Three years into the project

Our project began in 2017 and as we look back over the past three years, we see that much progress has been made. We termed the period between 2017-2020, “Phase 1”. During this time we carried out cutting-edge inter-disciplinary research to improve collective knowledge and understanding of IFFs. It was organized around work packages (WPs): WP1 – generation and econometric analysis of original commodity trade data; WP2 –legal and regulatory analysis of IFF concepts and drivers; and WP3 – institutional and political economy analysis focusing on relevant key actors and value chains at national and international level. National workshops and continuous engagement with experts and policy makers, including our high-level multi-stakeholder Advisory Group and R4D review panel, ensured outreach to (and substantive feedbacks from) scholars and policymakers.
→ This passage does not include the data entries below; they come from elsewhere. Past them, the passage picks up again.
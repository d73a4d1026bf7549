use super::common::*;
use crate::config::MatchingConfig;
use crate::matching::domain::{
    AgeRange, BiomarkerResult, BiomarkerStatus, EvidenceLevel, ProtocolId, ResponseCategory,
    Toxicity, TreatmentExposure, TreatmentLine,
};
use crate::matching::engine::calculate_match_score;
use crate::matching::scoring::{self, score_breakdown, NEUTRAL_SCORE};

const TOLERANCE: f64 = 1e-9;

fn exposure(protocol_id: &str, response: ResponseCategory, drugs: &[&str]) -> TreatmentExposure {
    TreatmentExposure {
        protocol_id: ProtocolId(protocol_id.to_string()),
        line: TreatmentLine::First,
        drugs: drugs.iter().map(|drug| drug.to_string()).collect(),
        started_on: date(2025, 3, 1),
        ended_on: Some(date(2025, 9, 1)),
        best_response: response,
        toxicities: Vec::new(),
    }
}

#[test]
fn fit_patient_without_biomarker_gates_scores_high() {
    let patient = patient();
    let protocol = protocol("carbo-pem");

    assert_eq!(scoring::performance_status(&patient, &protocol).score, 1.0);
    assert_eq!(scoring::biomarkers(&patient, &protocol).score, 1.0);
    assert!(calculate_match_score(&patient, &protocol, &MatchingConfig::default()) >= 0.8);
}

#[test]
fn ecog_one_grade_over_maximum_is_partially_credited() {
    let mut patient = patient();
    patient.performance.ecog = ecog(2);

    let score = scoring::performance_status(&patient, &protocol("carbo-pem"));

    assert!((score.score - 0.79).abs() < TOLERANCE);
    assert!(score.explanation.contains("above maximum"));
}

#[test]
fn karnofsky_shortfall_refines_performance_score() {
    let mut patient = patient();
    patient.performance.karnofsky = karnofsky(50);

    let score = scoring::performance_status(&patient, &protocol("carbo-pem"));

    // ECOG still within range; Karnofsky 20 points short.
    assert!((score.score - (0.7 + 0.3 * 0.5)).abs() < TOLERANCE);
}

#[test]
fn protocol_without_ecog_range_degrades_to_neutral() {
    let mut protocol = protocol("carbo-pem");
    protocol.eligibility.performance.allowed_ecog.clear();

    let score = scoring::performance_status(&patient(), &protocol);

    assert_eq!(score.score, NEUTRAL_SCORE);
    assert!(score.explanation.contains("neutral"));
}

#[test]
fn every_required_biomarker_missing_floors_score_at_zero() {
    let mut patient = patient();
    patient.disease.biomarkers.remove("EGFR");
    let protocol = protocol_requiring("osimertinib", "EGFR", BiomarkerStatus::Positive);

    let score = scoring::biomarkers(&patient, &protocol);

    assert_eq!(score.score, 0.0);
    assert!(score.explanation.contains("EGFR"));
}

#[test]
fn biomarker_status_mismatch_is_a_smaller_penalty() {
    let protocol = protocol_requiring("osimertinib", "egfr", BiomarkerStatus::Positive);

    let score = scoring::biomarkers(&patient(), &protocol);

    assert!((score.score - 0.75).abs() < TOLERANCE);
}

#[test]
fn amplification_satisfies_positive_requirement() {
    let mut patient = patient();
    patient
        .disease
        .biomarkers
        .insert("HER2".to_string(), BiomarkerResult::new(BiomarkerStatus::Amplified));
    let protocol = protocol_requiring("trastuzumab", "HER2", BiomarkerStatus::Positive);

    assert_eq!(scoring::biomarkers(&patient, &protocol).score, 1.0);
}

#[test]
fn excluded_biomarker_outweighs_mismatch() {
    let mut protocol = protocol("carbo-pem");
    protocol
        .eligibility
        .biomarkers
        .excluded
        .push(crate::matching::domain::BiomarkerRequirement {
            name: "ALK".to_string(),
            status: BiomarkerStatus::Negative,
        });

    let score = scoring::biomarkers(&patient(), &protocol);

    assert!((score.score - 0.5).abs() < TOLERANCE);
}

#[test]
fn stage_distance_decays_and_bottoms_out() {
    let mut protocol = protocol("carbo-pem");
    protocol.eligibility.stages = vec!["IV".to_string()];
    let mut patient = patient();

    patient.disease.stage = "Stage II".to_string();
    assert!((scoring::stage(&patient, &protocol).score - 0.6).abs() < TOLERANCE);

    patient.disease.stage = "0".to_string();
    assert_eq!(scoring::stage(&patient, &protocol).score, 0.0);

    patient.disease.stage = "IVB".to_string();
    assert_eq!(scoring::stage(&patient, &protocol).score, 1.0);

    patient.disease.stage = "limited".to_string();
    assert_eq!(scoring::stage(&patient, &protocol).score, NEUTRAL_SCORE);
}

#[test]
fn sibling_substage_scores_just_below_exact_match() {
    let mut patient = patient();
    patient.disease.stage = "IIIA".to_string();

    let score = scoring::stage(&patient, &protocol("carbo-pem"));

    assert!((score.score - 0.9).abs() < TOLERANCE);
}

#[test]
fn wildcard_stage_accepts_everything() {
    let mut protocol = protocol("carbo-pem");
    protocol.eligibility.stages = vec!["Any".to_string()];
    let mut patient = patient();
    patient.disease.stage = "I".to_string();

    assert_eq!(scoring::stage(&patient, &protocol).score, 1.0);
}

#[test]
fn weakest_organ_system_dominates() {
    let mut patient = patient();
    patient.laboratory.liver.total_bilirubin = Some(1.8);

    let score = scoring::organ_function(&patient, &protocol("carbo-pem"));

    assert_eq!(score.score, 0.5);
    assert!(score.explanation.contains("hepatic"));
}

#[test]
fn progression_on_same_protocol_is_heavily_penalised() {
    let mut patient = patient();
    let mut prior = exposure(
        "carbo-pem",
        ResponseCategory::ProgressiveDisease,
        &["Carboplatin", "Pemetrexed"],
    );
    patient.treatment_history.push(prior.clone());
    let protocol = protocol("carbo-pem");

    assert!((scoring::treatment_history(&patient, &protocol).score - 0.2).abs() < TOLERANCE);

    prior.toxicities.push(Toxicity {
        term: "febrile neutropenia".to_string(),
        grade: 4,
    });
    patient.treatment_history = vec![prior];
    assert!((scoring::treatment_history(&patient, &protocol).score - 0.17).abs() < TOLERANCE);
}

#[test]
fn cross_resistance_and_floor() {
    let mut patient = patient();
    patient.treatment_history.push(exposure(
        "cis-pem",
        ResponseCategory::ProgressiveDisease,
        &["Cisplatin", "pemetrexed"],
    ));
    let protocol = protocol("carbo-pem");

    assert!((scoring::treatment_history(&patient, &protocol).score - 0.8).abs() < TOLERANCE);

    for _ in 0..3 {
        patient.treatment_history.push(exposure(
            "carbo-pem",
            ResponseCategory::ProgressiveDisease,
            &[],
        ));
    }
    assert_eq!(scoring::treatment_history(&patient, &protocol).score, 0.1);
}

#[test]
fn age_penalties_are_harsher_below_minimum() {
    let mut protocol = protocol("carbo-pem");
    protocol.eligibility.age = AgeRange::new(Some(18), Some(75)).expect("valid");
    let mut patient = patient();

    patient.demographics.age = 16;
    let below = scoring::age(&patient, &protocol).score;
    patient.demographics.age = 77;
    let above = scoring::age(&patient, &protocol).score;

    assert!((below - 0.6).abs() < TOLERANCE);
    assert!((above - 0.9).abs() < TOLERANCE);
    assert!(below < above);
}

#[test]
fn contraindication_penalty_is_capped() {
    let penalty = MatchingConfig::default().contraindication_penalty;

    assert!((scoring::contraindication_penalty(2, &penalty) - 0.6).abs() < TOLERANCE);
    assert_eq!(scoring::contraindication_penalty(5, &penalty), 1.0);
}

#[test]
fn breakdown_reconstructs_reported_total() {
    let config = MatchingConfig::default();
    let mut patient = patient();
    patient.performance.ecog = ecog(2);
    patient.demographics.age = 80;
    let mut protocol = protocol("carbo-pem");
    protocol.evidence_level = EvidenceLevel::C;
    protocol.eligibility.age = AgeRange::new(Some(18), Some(75)).expect("valid");

    let breakdown = score_breakdown(&patient, &protocol, &config, &config.weights, 1);
    let rebuilt = (breakdown.weighted_sum() - breakdown.contraindication_penalty
        + breakdown.evidence_bonus)
        .clamp(0.0, 1.0);

    assert!((rebuilt - breakdown.total_weighted_score).abs() < TOLERANCE);
    assert!((breakdown.contraindication_penalty - 0.3).abs() < TOLERANCE);
    assert_eq!(breakdown.evidence_bonus, 0.015);
}

#[test]
fn scores_are_deterministic() {
    let config = MatchingConfig::default();
    let patient = patient();
    let protocol = protocol_requiring("osimertinib", "EGFR", BiomarkerStatus::Positive);

    let first = calculate_match_score(&patient, &protocol, &config);
    let second = calculate_match_score(&patient, &protocol, &config);

    assert_eq!(first.to_bits(), second.to_bits());
}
Our project is now well anchored within ongoing national and international academic and policy debates on IFFs. Our initial findings have been inserted into – and we have been invited to contribute to – flagship reports of international organizations such as UNCTAD and to discussions on specific SDG targets such as SDG 16.4 on reducing illicit financial flows and SDG 17.1 on increasing domestic resource mobilization. Apart from these direct links, curbing IFFs contributes to advancing SDG 8 (economic growth) through increased public investment and consumption, SDG 16 (peaceful societies) through reduced grievances and SDG 17 (partnerships for the Goals) through greater co-operation between producer and trading partner countries as well as state and non-state actors.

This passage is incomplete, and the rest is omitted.